Les équipes de football remportent significativement plus de matchs dans leur propre stade que lorsqu’elles jouent à l’extérieur. Cela serait-il dû à la présence de leurs supporters qui, en poussant derrière leur équipe tout le match, contribuent à la faire gagner ?
A l’occasion de l’Euro de football 2024 qui aura lieu en Allemagne à partir de ce 14 juin et jusqu’au 14 juillet, de nombreux français feront le déplacement pour supporter les joueurs tricolores de Didier Deschamps. Mais les fervents supporters, que l’on surnomme parfois « le 12ème homme », ont-ils réellement une influence sur le résultat des matchs ?
Plus de victoires à domicile
Un premier constat appuyer cette hypothèse : les équipes gagnent significativement plus souvent lorsqu’elles jouent à domicile plutôt qu’à l’extérieur. Lors de la saison 2023-2024 de Ligue 1, on dénombre par exemple 39,2 % de victoires pour les équipes jouant à domicile contre 34, 3 % pour celles qui jouent à l’extérieur. Disputer un match dans son propre stade est un réel avantage.
Mais cela est-il lié au rôle joué par les spectateurs, ou bien à d’autres facteurs ? Pour mesurer cela, il faudrait que de nombreux matchs soient joués sans la présence du public dans le stade, à huis-clos. C’est exactement ce qu’il s’est produit lors de la pandémie de la Covid-19, en 2020. La mise en place des mesures sanitaires a conduit les équipes des championnats européens à disputer une longue série de matchs dans des stades complètement vides.
Résultat : dans les 63 ligues professionnelles passées au crible par le Centre international d’étude du sport (CIES) de Neuchâtel en Suisse, la proportion de victoires des équipes à domicile est passée de 44,3 % sur la période 2015-2020 à 42,2 % après l’explosion de la pandémie. Cette très légère baisse montre que l’équipe qui joue à domicile conserve un avantage indéniable, même sans la présence de son public.
Peu d’influence du public
Des chercheurs de l’université de Cologne en Allemagne ont récolté des données sur près de 1000 matchs professionnels disputés dans des stades vides au cours de la crise sanitaire, et ont analysé les données issues des divisions amateurs du football allemand.

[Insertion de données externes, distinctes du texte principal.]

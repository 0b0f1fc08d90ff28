//! 基准测试触发接口的数据结构

use serde::{Deserialize, Serialize};
use std::collections::BTreeMap;

use super::provider::Provider;

/// 创建基准测试运行的请求
#[derive(Debug, Clone, Serialize, Deserialize)]
pub struct BenchmarkRequest {
    /// 数据集名称（qasper, policyqa, squad2）
    pub dataset: String,
    pub split: String,
    pub providers: Vec<Provider>,
    #[serde(default)]
    pub max_docs: Option<u32>,
    #[serde(default)]
    pub max_questions_per_doc: Option<u32>,
    pub filter_unanswerable: bool,
    /// 键为 openai / llamaindex / vision_agent / reducto，未提供时后端回退到环境变量
    #[serde(default, skip_serializing_if = "Option::is_none")]
    pub api_keys: Option<BTreeMap<String, String>>,
}

impl BenchmarkRequest {
    pub fn new(dataset: impl Into<String>, providers: Vec<Provider>) -> Self {
        Self {
            dataset: dataset.into(),
            split: "train".to_string(),
            providers,
            max_docs: None,
            max_questions_per_doc: None,
            filter_unanswerable: true,
            api_keys: None,
        }
    }
}

/// 基准测试运行响应
#[derive(Debug, Clone, Serialize, Deserialize)]
pub struct BenchmarkResponse {
    pub run_id: String,
    pub status: String,
    pub message: String,
    #[serde(default)]
    pub duration_seconds: Option<f64>,
}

Et ils arrivent à la même conclusion. « Les spectateurs ne semblent pas être le principal facteur déterminant de l’avantage du terrain. Les résultats du football amateur, qui se joue naturellement en l’absence de public, fournissent une preuve supplémentaire que l’avantage du terrain est principalement dû à des facteurs qui ne sont pas imputables directement ou indirectement à un nombre important de spectateurs », détaillent les chercheurs dans leur étude.

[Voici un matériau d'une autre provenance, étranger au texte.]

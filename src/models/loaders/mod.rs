pub mod settings_loader;

pub use settings_loader::{is_pdf, list_pdf_files, load_settings};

Néanmoins, ces derniers précisent que lorsqu’il n’y a pas de public dans le stade, les arbitres sanctionnent moins régulièrement l’équipe visiteuse. Selon les chercheurs, il pourrait donc exister un « biais d’arbitrage induit par la foule ». En d’autres termes, en mettant la pression sur l’arbitre, les spectateurs le conduiraient à sanctionner davantage l’équipe adverse. Mais voilà, les résultats obtenus au cours de la pandémie montrent que cet effet sur l’arbitrage est loin d’être suffisant pour expliquer l’avantage conféré par le fait de jouer à domicile.
Habitudes, tactique et climat
Une étude menée en 2008 par le chercheur américain Richard Pollard a tenté d’identifier ces différents facteurs qui font gagner les équipes locales. Selon cette publication, la fatigue liée au déplacement ne semble par impacter l’équipe visiteuse de manière significative.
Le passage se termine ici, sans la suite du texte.